--- START ---

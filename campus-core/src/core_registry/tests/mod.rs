/*
    Integration tests for core_registry subsystem

    Test suite covering:
    - Store behavior that spans record families
    - Registry orchestration and association bookkeeping
    - Known one-sided writes and their observable effects
    - Concurrent access through a shared registry
    - Randomized property checks
*/
//! Error types for the logging subsystem

use std::fmt;

/// Errors that can occur in the logging subsystem
#[derive(Debug, Clone)]
pub enum LoggingError {
    /// Failed to initialize the logging system
    InitializationFailed(String),
    /// Invalid configuration provided
    InvalidConfiguration(String),
}

impl fmt::Display for LoggingError {
    fn fmt(&self, f: &mut fmt::Formatter<'_>) -> fmt::Result {
        match self {
            LoggingError::InitializationFailed(msg) => {
                write!(f, "Failed to initialize logging: {}", msg)
            }
            LoggingError::InvalidConfiguration(msg) => {
                write!(f, "Invalid logging configuration: {}", msg)
            }
        }
    }
}

impl std::error::Error for LoggingError {}
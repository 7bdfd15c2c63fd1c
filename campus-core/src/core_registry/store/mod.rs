/* mod.rs - Store layer for core_registry

   One store per record family, each wrapping its own reader-writer
   lock. Stores know nothing about each other; keeping the paired
   associations in sync is the registry's job.
*/

pub mod course_store;
pub mod errors;
pub mod faculty_store;
pub mod student_store;

pub use course_store::CourseStore;
pub use errors::{RegistryError, RegistryResult};
pub use faculty_store::FacultyStore;
pub use student_store::StudentStore;
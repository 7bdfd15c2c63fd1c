//! Configuration error types

use thiserror::Error;

#[derive(Debug, Error)]
pub enum ConfigError {
    #[error("Failed to read configuration file: {0}")]
    FileReadError(String),

    #[error("Failed to write configuration file: {0}")]
    FileWriteError(String),

    #[error("Failed to parse configuration: {0}")]
    ParseError(String),

    #[error("Failed to serialize configuration: {0}")]
    SerializeError(String),

    #[error("Invalid configuration value: {0}")]
    InvalidValue(String),

    #[error("Configuration validation failed: {0}")]
    ValidationFailed(String),
}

--- END ---

- **WHAT TO PRODUCE**: Among the records, find every line with the word "that" and copy it.

- **OUTPUT OF THE TASK**:
    - Store behavior that spans record families
/// Errors that can occur in the logging subsystem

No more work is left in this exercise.